Segment Start: MATERIAL SUPPLIED
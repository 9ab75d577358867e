//! Optional Filter Adapter
//!
//! Wraps the classification stage: runs the classifier on a round's candidate
//! hits and turns its accepted partition into the round's new queries.

use anyhow::{Context, Result};
use std::path::{Path, PathBuf};
use std::sync::Arc;
use tracing::{info, instrument};

use crate::domain::models::FilterConfig;
use crate::domain::ports::{ClassifyRequest, SequenceClassifier};
use crate::infrastructure::fasta;

pub struct FilterAdapter {
    classifier: Arc<dyn SequenceClassifier>,
    refs: PathBuf,
    roi_start: u32,
    roi_end: u32,
    key_positions: Vec<u32>,
    accepted_partition: String,
}

impl FilterAdapter {
    /// Build the adapter from the filter configuration.
    ///
    /// Fails when no reference sequences are configured.
    pub fn from_config(classifier: Arc<dyn SequenceClassifier>, config: &FilterConfig) -> Result<Self> {
        let refs = config
            .refs
            .clone()
            .context("Filtering requires a reference sequence file")?;

        Ok(Self {
            classifier,
            refs,
            roi_start: config.roi_start,
            roi_end: config.roi_end,
            key_positions: config.key_positions.clone(),
            accepted_partition: config.accepted_partition.clone(),
        })
    }

    /// Classify `queries` into `outdir` and return the accepted partition.
    ///
    /// Returns `None` when the accepted partition was not written or holds
    /// no sequences. A classifier failure is an error.
    #[instrument(skip(self), fields(classifier = self.classifier.name()))]
    pub async fn accepted_sequences(&self, queries: &Path, outdir: &Path) -> Result<Option<PathBuf>> {
        let request = ClassifyRequest {
            queries,
            refs: &self.refs,
            outdir,
            roi_start: self.roi_start,
            roi_end: self.roi_end,
            key_positions: &self.key_positions,
        };
        self.classifier
            .classify(&request)
            .await
            .with_context(|| format!("Failed to classify {}", queries.display()))?;

        let accepted = self.classifier.partition_file(outdir, &self.accepted_partition);
        if !accepted.exists() {
            info!(partition = %self.accepted_partition, "no sequences in the accepted partition");
            return Ok(None);
        }

        let count = fasta::count_sequences(&accepted)?;
        if count == 0 {
            info!(partition = %self.accepted_partition, "accepted partition is empty");
            return Ok(None);
        }

        info!(partition = %self.accepted_partition, accepted = count, "filter accepted sequences");
        Ok(Some(accepted))
    }
}
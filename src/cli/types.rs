//! CLI type definitions
//!
//! This module contains clap command structures that define the CLI interface.

use clap::{Parser, Subcommand};
use std::path::PathBuf;

use crate::cli::commands::network::NetworkArgs;
use crate::cli::commands::run::RunArgs;

#[derive(Parser, Debug)]
#[command(name = "itersearch")]
#[command(
    about = "Iterative homology search: new hits become queries until the yield of new hits converges",
    long_about = None
)]
#[command(version)]
pub struct Cli {
    #[command(subcommand)]
    pub command: Commands,

    /// Output in JSON format
    #[arg(short, long, global = true)]
    pub json: bool,

    /// YAML config file, merged over `.itersearch.yaml` and the defaults
    #[arg(long, global = true, value_name = "FILE")]
    pub config: Option<PathBuf>,
}

#[derive(Subcommand, Debug)]
pub enum Commands {
    /// Search repeatedly until new hits stop accumulating
    Run(RunArgs),

    /// Print the distinct query/subject pairs of a search report
    Network(NetworkArgs),
}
Segment End: MATERIAL SUPPLIED
### [PROBLEM DETAILS]
Each record must be transcribed word for word.

### [WRITTEN ANSWER]
repository 9ab75d577358867e
//! Optional Filter Adapter
//!
//! Wraps the classification stage: runs the classifier on a round's candidate
//! hits and turns its accepted partition into the round's new queries.

use anyhow::{Context, Result};
use std::path::{Path, PathBuf};
use std::sync::Arc;
use tracing::{info, instrument};

use crate::domain::models::FilterConfig;
use crate::domain::ports::{ClassifyRequest, SequenceClassifier};
use crate::infrastructure::fasta;

pub struct FilterAdapter {
    classifier: Arc<dyn SequenceClassifier>,
    refs: PathBuf,
    roi_start: u32,
    roi_end: u32,
    key_positions: Vec<u32>,
    accepted_partition: String,
}

impl FilterAdapter {
    /// Build the adapter from the filter configuration.
    ///
    /// Fails when no reference sequences are configured.
    pub fn from_config(classifier: Arc<dyn SequenceClassifier>, config: &FilterConfig) -> Result<Self> {
        let refs = config
            .refs
            .clone()
            .context("Filtering requires a reference sequence file")?;

        Ok(Self {
            classifier,
            refs,
            roi_start: config.roi_start,
            roi_end: config.roi_end,
            key_positions: config.key_positions.clone(),
            accepted_partition: config.accepted_partition.clone(),
        })
    }

    /// Classify `queries` into `outdir` and return the accepted partition.
    ///
    /// Returns `None` when the accepted partition was not written or holds
    /// no sequences. A classifier failure is an error.
    #[instrument(skip(self), fields(classifier = self.classifier.name()))]
    pub async fn accepted_sequences(&self, queries: &Path, outdir: &Path) -> Result<Option<PathBuf>> {
        let request = ClassifyRequest {
            queries,
            refs: &self.refs,
            outdir,
            roi_start: self.roi_start,
            roi_end: self.roi_end,
            key_positions: &self.key_positions,
        };
        self.classifier
            .classify(&request)
            .await
            .with_context(|| format!("Failed to classify {}", queries.display()))?;

        let accepted = self.classifier.partition_file(outdir, &self.accepted_partition);
        if !accepted.exists() {
            info!(partition = %self.accepted_partition, "no sequences in the accepted partition");
            return Ok(None);
        }

        let count = fasta::count_sequences(&accepted)?;
        if count == 0 {
            info!(partition = %self.accepted_partition, "accepted partition is empty");
            return Ok(None);
        }

        info!(partition = %self.accepted_partition, accepted = count, "filter accepted sequences");
        Ok(Some(accepted))
    }
}
filename src/cli/types.rs
//! CLI type definitions
//!
//! This module contains clap command structures that define the CLI interface.

use clap::{Parser, Subcommand};
use std::path::PathBuf;

use crate::cli::commands::network::NetworkArgs;
use crate::cli::commands::run::RunArgs;

#[derive(Parser, Debug)]
#[command(name = "itersearch")]
#[command(
    about = "Iterative homology search: new hits become queries until the yield of new hits converges",
    long_about = None
)]
#[command(version)]
pub struct Cli {
    #[command(subcommand)]
    pub command: Commands,

    /// Output in JSON format
    #[arg(short, long, global = true)]
    pub json: bool,

    /// YAML config file, merged over `.itersearch.yaml` and the defaults
    #[arg(long, global = true, value_name = "FILE")]
    pub config: Option<PathBuf>,
}

#[derive(Subcommand, Debug)]
pub enum Commands {
    /// Search repeatedly until new hits stop accumulating
    Run(RunArgs),

    /// Print the distinct query/subject pairs of a search report
    Network(NetworkArgs),
}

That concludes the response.